** DATA follows **
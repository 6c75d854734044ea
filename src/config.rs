use serde::Deserialize;
use std::collections::HashMap;
use std::path::Path;
use std::time::Duration;

/// Placeholder in backend arguments that receives the allocated port
pub const PORT_PLACEHOLDER: &str = "{port}";

/// Global configuration for the proxy
#[derive(Debug, Deserialize, Clone, Default)]
pub struct Config {
    /// Listener configuration
    #[serde(default)]
    pub server: ServerConfig,

    /// Session cookie and lifetime settings
    #[serde(default)]
    pub session: SessionConfig,

    /// How per-session backends are provisioned
    #[serde(default)]
    pub backend: BackendConfig,
}

#[derive(Debug, Deserialize, Clone)]
pub struct ServerConfig {
    /// Bind address (default: 0.0.0.0)
    #[serde(default = "default_bind_address")]
    pub bind: String,

    /// Listen port (default: 8000)
    #[serde(default = "default_listen_port")]
    pub port: u16,

    /// Maximum idle connections per backend port (default: 10)
    #[serde(default = "default_pool_max_idle_per_host")]
    pub pool_max_idle_per_host: usize,

    /// Idle connection timeout in seconds (default: 90)
    #[serde(default = "default_pool_idle_timeout")]
    pub pool_idle_timeout_secs: u64,

    /// Maximum time to wait for a backend response in seconds (0 disables)
    #[serde(default = "default_request_timeout")]
    pub request_timeout_secs: u64,

    /// Path to PID file (optional)
    pub pid_file: Option<String>,

    /// Path to TLS certificate file (PEM format)
    pub tls_cert: Option<String>,

    /// Path to TLS private key file (PEM format)
    pub tls_key: Option<String>,
}

impl ServerConfig {
    pub fn tls_enabled(&self) -> bool {
        self.tls_cert.is_some() && self.tls_key.is_some()
    }

    pub fn request_timeout(&self) -> Option<Duration> {
        match self.request_timeout_secs {
            0 => None,
            secs => Some(Duration::from_secs(secs)),
        }
    }
}

impl Default for ServerConfig {
    fn default() -> Self {
        Self {
            bind: default_bind_address(),
            port: default_listen_port(),
            pool_max_idle_per_host: default_pool_max_idle_per_host(),
            pool_idle_timeout_secs: default_pool_idle_timeout(),
            request_timeout_secs: default_request_timeout(),
            pid_file: None,
            tls_cert: None,
            tls_key: None,
        }
    }
}

#[derive(Debug, Deserialize, Clone)]
pub struct SessionConfig {
    /// Cookie carrying the target endpoint
    #[serde(default = "default_endpoint_cookie")]
    pub endpoint_cookie: String,

    /// Cookie carrying the access credential
    #[serde(default = "default_credential_cookie")]
    pub credential_cookie: String,

    /// Cookie lifetime in seconds (default: 8 hours)
    #[serde(default = "default_cookie_max_age")]
    pub cookie_max_age_secs: u64,

    /// Mark cookies `Secure`. Defaults to whether TLS is enabled.
    pub cookie_secure: Option<bool>,

    /// Inactivity window before a backend is reaped (default: 60 minutes)
    #[serde(default = "default_inactivity_timeout")]
    pub inactivity_timeout_secs: u64,

    /// Idle reaper scan period (default: 60 seconds)
    #[serde(default = "default_reaper_interval")]
    pub reaper_interval_secs: u64,
}

impl SessionConfig {
    pub fn inactivity_timeout(&self) -> Duration {
        Duration::from_secs(self.inactivity_timeout_secs)
    }

    pub fn reaper_interval(&self) -> Duration {
        Duration::from_secs(self.reaper_interval_secs)
    }
}

impl Default for SessionConfig {
    fn default() -> Self {
        Self {
            endpoint_cookie: default_endpoint_cookie(),
            credential_cookie: default_credential_cookie(),
            cookie_max_age_secs: default_cookie_max_age(),
            cookie_secure: None,
            inactivity_timeout_secs: default_inactivity_timeout(),
            reaper_interval_secs: default_reaper_interval(),
        }
    }
}

/// A one-time preparation command run inside a fresh session directory
#[derive(Debug, Deserialize, Clone, PartialEq)]
pub struct PrepareStep {
    pub command: String,
    #[serde(default)]
    pub args: Vec<String>,
    #[serde(default)]
    pub env: HashMap<String, String>,
}

/// Configuration for the per-session backend process
///
/// # Security Warning
///
/// `command`, `args` and `prepare` are executed directly with the permissions
/// of the proxy process. Configuration files must be protected accordingly.
#[derive(Debug, Deserialize, Clone)]
pub struct BackendConfig {
    /// Executable launched for each session
    #[serde(default = "default_backend_command")]
    pub command: String,

    /// Arguments; `{port}` is replaced with the allocated port
    #[serde(default = "default_backend_args")]
    pub args: Vec<String>,

    /// Tree copied into every session working directory
    pub template_dir: Option<String>,

    /// Prefix for session working directory names
    #[serde(default = "default_workdir_prefix")]
    pub workdir_prefix: String,

    /// File and directory names skipped while copying the template
    #[serde(default = "default_exclude")]
    pub exclude: Vec<String>,

    /// Commands run once inside the new working directory before launch
    #[serde(default)]
    pub prepare: Vec<PrepareStep>,

    /// Environment variable receiving the session endpoint
    #[serde(default = "default_endpoint_env")]
    pub endpoint_env: String,

    /// Environment variable receiving the session credential
    #[serde(default = "default_credential_env")]
    pub credential_env: String,

    /// Alternate-credential variables removed from the child environment
    #[serde(default = "default_clear_env")]
    pub clear_env: Vec<String>,

    /// Extra environment variables for the child
    #[serde(default)]
    pub env: HashMap<String, String>,

    /// Maximum wait for the backend port to accept connections
    #[serde(default = "default_startup_timeout")]
    pub startup_timeout_secs: u64,

    /// Interval between readiness connection attempts in milliseconds
    #[serde(default = "default_ready_poll_interval")]
    pub ready_poll_interval_ms: u64,

    /// Grace period in seconds between SIGTERM and SIGKILL
    #[serde(default = "default_shutdown_grace_period")]
    pub shutdown_grace_period_secs: u64,
}

impl BackendConfig {
    /// Create a backend config for `command` with every other field defaulted
    pub fn local(command: &str) -> Self {
        Self {
            command: command.to_string(),
            ..Self::default()
        }
    }

    /// Set arguments (builder pattern)
    pub fn with_args(mut self, args: Vec<String>) -> Self {
        self.args = args;
        self
    }

    /// Set the template directory (builder pattern)
    pub fn with_template_dir(mut self, dir: &str) -> Self {
        self.template_dir = Some(dir.to_string());
        self
    }

    pub fn startup_timeout(&self) -> Duration {
        Duration::from_secs(self.startup_timeout_secs)
    }

    pub fn ready_poll_interval(&self) -> Duration {
        Duration::from_millis(self.ready_poll_interval_ms)
    }

    pub fn shutdown_grace_period(&self) -> Duration {
        Duration::from_secs(self.shutdown_grace_period_secs)
    }

    /// Arguments with the port placeholder substituted
    pub fn args_for_port(&self, port: u16) -> Vec<String> {
        let port = port.to_string();
        self.args
            .iter()
            .map(|arg| arg.replace(PORT_PLACEHOLDER, &port))
            .collect()
    }
}

impl Default for BackendConfig {
    fn default() -> Self {
        Self {
            command: default_backend_command(),
            args: default_backend_args(),
            template_dir: None,
            workdir_prefix: default_workdir_prefix(),
            exclude: default_exclude(),
            prepare: Vec::new(),
            endpoint_env: default_endpoint_env(),
            credential_env: default_credential_env(),
            clear_env: default_clear_env(),
            env: HashMap::new(),
            startup_timeout_secs: default_startup_timeout(),
            ready_poll_interval_ms: default_ready_poll_interval(),
            shutdown_grace_period_secs: default_shutdown_grace_period(),
        }
    }
}

// Default value functions
fn default_bind_address() -> String {
    "0.0.0.0".to_string()
}

fn default_listen_port() -> u16 {
    8000
}

fn default_pool_max_idle_per_host() -> usize {
    10
}

fn default_pool_idle_timeout() -> u64 {
    90
}

fn default_request_timeout() -> u64 {
    300
}

fn default_endpoint_cookie() -> String {
    "goose_host".to_string()
}

fn default_credential_cookie() -> String {
    "goose_token".to_string()
}

fn default_cookie_max_age() -> u64 {
    8 * 60 * 60
}

fn default_inactivity_timeout() -> u64 {
    60 * 60
}

fn default_reaper_interval() -> u64 {
    60
}

fn default_backend_command() -> String {
    "goose".to_string()
}

fn default_backend_args() -> Vec<String> {
    ["web", "--host", "127.0.0.1", "--port", PORT_PLACEHOLDER]
        .iter()
        .map(|s| s.to_string())
        .collect()
}

fn default_workdir_prefix() -> String {
    "session-".to_string()
}

fn default_exclude() -> Vec<String> {
    [
        ".git",
        ".venv",
        "__pycache__",
        ".mypy_cache",
        ".pytest_cache",
        ".ruff_cache",
        ".idea",
        ".vscode",
    ]
    .iter()
    .map(|s| s.to_string())
    .collect()
}

fn default_endpoint_env() -> String {
    "DATABRICKS_HOST".to_string()
}

fn default_credential_env() -> String {
    "DATABRICKS_TOKEN".to_string()
}

fn default_clear_env() -> Vec<String> {
    vec![
        "DATABRICKS_CLIENT_ID".to_string(),
        "DATABRICKS_CLIENT_SECRET".to_string(),
    ]
}

fn default_startup_timeout() -> u64 {
    30
}

fn default_ready_poll_interval() -> u64 {
    200
}

fn default_shutdown_grace_period() -> u64 {
    5
}

impl Config {
    /// Load configuration from a TOML file. A missing file yields the defaults.
    pub fn load<P: AsRef<Path>>(path: P) -> anyhow::Result<Self> {
        let path = path.as_ref();
        let config: Config = if path.exists() {
            let content = std::fs::read_to_string(path)?;
            toml::from_str(&content)?
        } else {
            Config::default()
        };
        config.validate()?;
        Ok(config)
    }

    /// Whether session cookies carry the `Secure` attribute
    pub fn cookie_secure(&self) -> bool {
        self.session
            .cookie_secure
            .unwrap_or_else(|| self.server.tls_enabled())
    }

    /// Validate all configuration
    pub fn validate(&self) -> anyhow::Result<()> {
        let mut errors = Vec::new();

        if self.backend.command.trim().is_empty() {
            errors.push("backend: 'command' must not be empty".to_string());
        }
        if self.backend.startup_timeout_secs == 0 {
            errors.push("backend: 'startup_timeout_secs' must be greater than 0".to_string());
        }
        if self.backend.ready_poll_interval_ms == 0 {
            errors.push("backend: 'ready_poll_interval_ms' must be greater than 0".to_string());
        }
        for step in &self.backend.prepare {
            if step.command.trim().is_empty() {
                errors.push("backend: prepare step with empty 'command'".to_string());
            }
        }

        if self.session.inactivity_timeout_secs == 0 {
            errors.push("session: 'inactivity_timeout_secs' must be greater than 0".to_string());
        }
        if self.session.reaper_interval_secs == 0 {
            errors.push("session: 'reaper_interval_secs' must be greater than 0".to_string());
        }
        if self.session.endpoint_cookie.is_empty() || self.session.credential_cookie.is_empty() {
            errors.push("session: cookie names must not be empty".to_string());
        } else if self.session.endpoint_cookie == self.session.credential_cookie {
            errors.push("session: endpoint and credential cookies must differ".to_string());
        }

        if self.server.tls_cert.is_some() != self.server.tls_key.is_some() {
            errors.push("server: 'tls_cert' and 'tls_key' must be set together".to_string());
        }

        if !errors.is_empty() {
            anyhow::bail!("Configuration errors:\n  - {}", errors.join("\n  - "));
        }

        Ok(())
    }
}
** End of DATA **
### TASK REQUIREMENTS
Line count for the string "format": work it out from the records above and reply with the number alone.

### ANSWER BELOW
2